An EPA assessment of Philadelphia's air toxics, based on 2005 data, the latest available, shows that the area with the highest risk of cancer from benzene exposure is roughly along the Vine Street Expressway, near the Schuylkill Expressway.

Overall, only about 7 percent of the city's benzene comes from "major risks," such as the refinery. Traffic accounts for more than triple that - 26 percent, the largest piece of the city's benzene pie.

To Joseph O. Minott, head of the Clean Air Council in Philadelphia, this means "it really makes sense in urban areas to promote alternatives to the automobile, such as public transit, walking, and biking."

Other sources of benzene include the airport, construction equipment, and gas stations. About 22 percent of the benzene in the city blows in from somewhere else.

Beyond that, cigarettes are considered the dominant lifestyle-related source of benzene exposure.

In the human body, benzene causes cells to not work correctly. It can lead to anemia and damage the immune system, says the Centers for Disease Control and Prevention.

Non-Hodgkin's lymphoma, which the Emory study tracked, starts in the immune system. The National Cancer Institute estimates it will kill nearly 20,000 Americans this year.

Since the 1970s, diagnoses have increased by 3 to 4 percent a year. Researchers think part of the increase is due to things such as changes in the classification system, better diagnoses, and increases of HIV, which also attacks the immune system.

But that would account for only half the additional cases, they say. The other half? Increased diagnoses also appear to parallel expanded industrial production, which has prompted suspicion of occupational exposures.

The Emory study was one of the first to look at the risk for people who, while they may not work at a facility, live near it.

This matters. EPA statistics show that nearly 3,000 people live within a mile of the Philadelphia refinery - most of them white, most with no more than a high school diploma. Fewer than half the households have incomes topping $25,000 a year.

In a recent study in the journal Cancer, the Emory researchers found that a person's risk for the disease falls a third of a percent for every mile between the home and a major facility.

This doesn't necessarily mean you should move. Christopher Flowers, an epidemiologist at Emory who led the study, said the risk is based on mean distance calculations, and there's no way people could be sure that in moving away from one site, they're not moving toward another.

Plus, the study pointed simply to an association, not a cause. Many other factors could also increase your risk of lymphomas.

But, Flowers said, "it is something provocative that merits further exploration."

To Marilyn Howarth, an occupational and environmental physician with Penn's Center of Excellence in Environmental Toxicology, the Emory study is part of an important "process of discovery."

"There really are many things we don't know about the risks of the various sources of hazardous air pollutants in our region, but we certainly know that there are numerous sources, and they are producing known carcinogens," she said.

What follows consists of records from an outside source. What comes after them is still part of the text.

//! expectEvents verification

use crate::common::*;
use serde_json::json;
use unified_runner::{Error, TestOutcome};

fn insert_and_find() -> serde_json::Value {
    json!([
        {
            "name": "insertOne",
            "object": "collection0",
            "arguments": { "document": { "_id": 1 } }
        },
        {
            "name": "find",
            "object": "collection0",
            "arguments": { "filter": { "_id": 1 } },
            "expectResult": [{ "_id": 1 }]
        }
    ])
}

#[test]
fn observed_events_match_in_order() {
    let fx = Fixture::new();
    let report = fx
        .run(file_with(
            json!([]),
            json!([{
                "description": "events",
                "operations": insert_and_find(),
                "expectEvents": [{
                    "client": "client0",
                    "events": [
                        {
                            "commandStartedEvent": {
                                "command": { "insert": "coll", "documents": [{ "_id": 1 }] },
                                "commandName": "insert",
                                "databaseName": "db"
                            }
                        },
                        {
                            "commandStartedEvent": {
                                "command": { "find": "coll", "filter": { "_id": 1 } },
                                "commandName": "find"
                            }
                        }
                    ]
                }]
            }]),
        ))
        .unwrap();
    assert_eq!(report.outcome("events"), Some(&TestOutcome::Passed), "{}", report);
}

#[test]
fn missing_event_fails_the_test() {
    let fx = Fixture::new();
    let report = fx
        .run(file_with(
            json!([]),
            json!([{
                "description": "too few",
                "operations": insert_and_find(),
                "expectEvents": [{
                    "client": "client0",
                    "events": [{ "commandStartedEvent": { "commandName": "insert" } }]
                }]
            }]),
        ))
        .unwrap();
    let reason = failure_reason(&report, "too few");
    assert!(reason.contains("events for client client0 do not match"), "{}", reason);
}

#[test]
fn extra_events_can_be_ignored() {
    let fx = Fixture::new();
    let report = fx
        .run(file_with(
            json!([]),
            json!([{
                "description": "prefix",
                "operations": insert_and_find(),
                "expectEvents": [{
                    "client": "client0",
                    "ignoreExtraEvents": true,
                    "events": [{ "commandStartedEvent": { "commandName": "insert" } }]
                }]
            }]),
        ))
        .unwrap();
    assert!(report.is_success(), "{}", report);
}

#[test]
fn wrong_command_fails_the_test() {
    let fx = Fixture::new();
    let report = fx
        .run(file_with(
            json!([]),
            json!([{
                "description": "order",
                "operations": insert_and_find(),
                "expectEvents": [{
                    "client": "client0",
                    "events": [
                        { "commandStartedEvent": { "commandName": "find" } },
                        { "commandStartedEvent": { "commandName": "insert" } }
                    ]
                }]
            }]),
        ))
        .unwrap();
    assert!(failure_reason(&report, "order").contains("expected command find, got insert"));
}

#[test]
fn non_command_event_types_are_not_verified() {
    let fx = Fixture::new();
    let report = fx
        .run(file_with(
            json!([]),
            json!([{
                "description": "cmap",
                "operations": [],
                "expectEvents": [{
                    "client": "client0",
                    "eventType": "cmap",
                    "events": [
                        { "poolCreatedEvent": {} },
                        { "connectionCheckedOutEvent": {} }
                    ]
                }]
            }]),
        ))
        .unwrap();
    assert!(report.is_success(), "{}", report);
}

#[test]
fn unknown_command_event_aborts_the_file() {
    let fx = Fixture::new();
    let err = fx
        .run(file_with(
            json!([{ "_id": 1 }]),
            json!([{
                "description": "bad event",
                "operations": [{
                    "name": "insertOne",
                    "object": "collection0",
                    "arguments": { "document": { "_id": 2 } }
                }],
                "expectEvents": [{ "client": "client0", "events": [{ "poolCreatedEvent": {} }] }]
            }]),
        ))
        .unwrap_err();
    assert!(matches!(err, Error::InvalidTestFile { .. }), "{}", err);
    assert_eq!(fx.driver.documents("db", "coll").len(), 0, "nothing is seeded or run");
}

#[test]
fn session_lsid_operator_in_events() {
    let fx = Fixture::new();
    let mut entities = standard_entities();
    entities
        .as_array_mut()
        .unwrap()
        .push(json!({ "session": { "id": "session0", "client": "client0" } }));
    let report = fx
        .run(json!({
            "description": "lsid",
            "schemaVersion": "1.0",
            "createEntities": entities,
            "tests": [{
                "description": "explicit session",
                "operations": [{
                    "name": "insertOne",
                    "object": "collection0",
                    "arguments": { "document": { "_id": 1 }, "session": "session0" }
                }],
                "expectEvents": [{
                    "client": "client0",
                    "events": [{
                        "commandStartedEvent": {
                            "command": { "insert": "coll", "lsid": { "$$sessionLsid": "session0" } }
                        }
                    }]
                }]
            }]
        }))
        .unwrap();
    assert!(report.is_success(), "{}", report);
}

"We should pay more attention to the quality of the air and what we're agreeing to allow sources to add to it," she said. "Because it affects all of us."

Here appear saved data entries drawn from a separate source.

//! Tests for entity map construction and lookup.

use bson::{doc, Bson, Document};
use unified_core::EntityKind;
use unified_driver::memory::MemoryDriver;

use crate::{Entity, EntityDescription, EntityMap, Error};

fn descriptions(entries: Vec<Document>) -> Vec<EntityDescription> {
    entries
        .into_iter()
        .map(|d| bson::from_document(d).unwrap())
        .collect()
}

fn standard() -> Vec<EntityDescription> {
    descriptions(vec![
        doc! { "client": { "id": "client0", "observeEvents": ["commandStartedEvent"] } },
        doc! { "database": { "id": "database0", "client": "client0", "databaseName": "db" } },
        doc! { "collection": { "id": "collection0", "database": "database0", "collectionName": "coll" } },
        doc! { "session": { "id": "session0", "client": "client0" } },
        doc! { "bucket": { "id": "bucket0", "database": "database0" } },
    ])
}

#[test]
fn test_build_in_order() {
    let driver = MemoryDriver::default();
    let map = EntityMap::build(&driver, &standard()).unwrap();
    assert_eq!(map.len(), 5);
    assert_eq!(
        map.ids().collect::<Vec<_>>(),
        vec!["client0", "database0", "collection0", "session0", "bucket0"]
    );
    let coll = map.collection("collection0").unwrap();
    assert_eq!(coll.name(), "coll");
    assert_eq!(coll.database_name(), "db");
    assert_eq!(map.entity("bucket0").unwrap().kind(), EntityKind::Bucket);
}

#[test]
fn test_child_before_parent_is_unresolved() {
    let driver = MemoryDriver::default();
    let specs = descriptions(vec![
        doc! { "client": { "id": "client0" } },
        doc! { "collection": { "id": "collection0", "database": "database0", "collectionName": "coll" } },
        doc! { "database": { "id": "database0", "client": "client0", "databaseName": "db" } },
    ]);
    let err = EntityMap::build(&driver, &specs).unwrap_err();
    assert_eq!(err, Error::UnresolvedParent { id: "database0".into() });
}

#[test]
fn test_duplicate_id() {
    let driver = MemoryDriver::default();
    let specs = descriptions(vec![
        doc! { "client": { "id": "client0" } },
        doc! { "client": { "id": "client0" } },
    ]);
    let err = EntityMap::build(&driver, &specs).unwrap_err();
    assert_eq!(err, Error::DuplicateEntityId { id: "client0".into() });
}

#[test]
fn test_parent_of_wrong_kind() {
    let driver = MemoryDriver::default();
    let specs = descriptions(vec![
        doc! { "client": { "id": "client0" } },
        doc! { "collection": { "id": "collection0", "database": "client0", "collectionName": "coll" } },
    ]);
    let err = EntityMap::build(&driver, &specs).unwrap_err();
    assert_eq!(
        err,
        Error::WrongEntityKind {
            id: "client0".into(),
            expected: EntityKind::Database,
            actual: EntityKind::Client,
        }
    );
}

#[test]
fn test_unknown_description_field_is_rejected() {
    let result = bson::from_document::<EntityDescription>(doc! {
        "client": { "id": "client0", "observeEvent": ["commandStartedEvent"] }
    });
    assert!(result.is_err());

    let result = bson::from_document::<EntityDescription>(doc! {
        "collection": { "id": "c", "database": "d", "collectionName": "x", "collectionOptions": { "readConcern": { "level": "local" } } }
    });
    assert!(result.is_ok());
}

#[test]
fn test_options_alias() {
    let description = bson::from_document::<EntityDescription>(doc! {
        "database": { "id": "d", "client": "c", "databaseName": "db", "options": { "writeConcern": { "w": 1 } } }
    })
    .unwrap();
    match description {
        EntityDescription::Database(d) => {
            assert_eq!(d.database_options.write_concern, Some(doc! { "w": 1 }));
        }
        other => panic!("Expected database description, got {:?}", other),
    }
}

#[test]
fn test_lookup_errors() {
    let driver = MemoryDriver::default();
    let map = EntityMap::build(&driver, &standard()).unwrap();
    assert_eq!(
        map.session("missing").err(),
        Some(Error::UnknownEntity { id: "missing".into() })
    );
    assert!(matches!(
        map.session("client0").err(),
        Some(Error::WrongEntityKind { expected: EntityKind::Session, .. })
    ));
}

#[test]
fn test_store_and_close() {
    let driver = MemoryDriver::default();
    let mut map = EntityMap::build(&driver, &standard()).unwrap();
    map.store("saved", Entity::Value(Bson::Int32(7))).unwrap();
    assert_eq!(map.value("saved").unwrap(), &Bson::Int32(7));
    assert_eq!(
        map.store("saved", Entity::Value(Bson::Null)).unwrap_err(),
        Error::DuplicateEntityId { id: "saved".into() }
    );

    map.close();
    assert!(map.is_empty());
    assert!(!map.contains("session0"));
}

GreenSpace: Limiting Benzene Exposure

Here are some suggestions from experts:

Don't smoke. A recent study showed that water-pipe smoking, a popular alternative to cigarettes, results in even higher exposure to benzene.

Avoid rush hour, when you'll be in heavier traffic for longer periods.

Avoid the fumes when pumping gas or filling tanks of lawn equipment.

Minimize or avoid exposure to fumes from solvents, paints, and art supplies.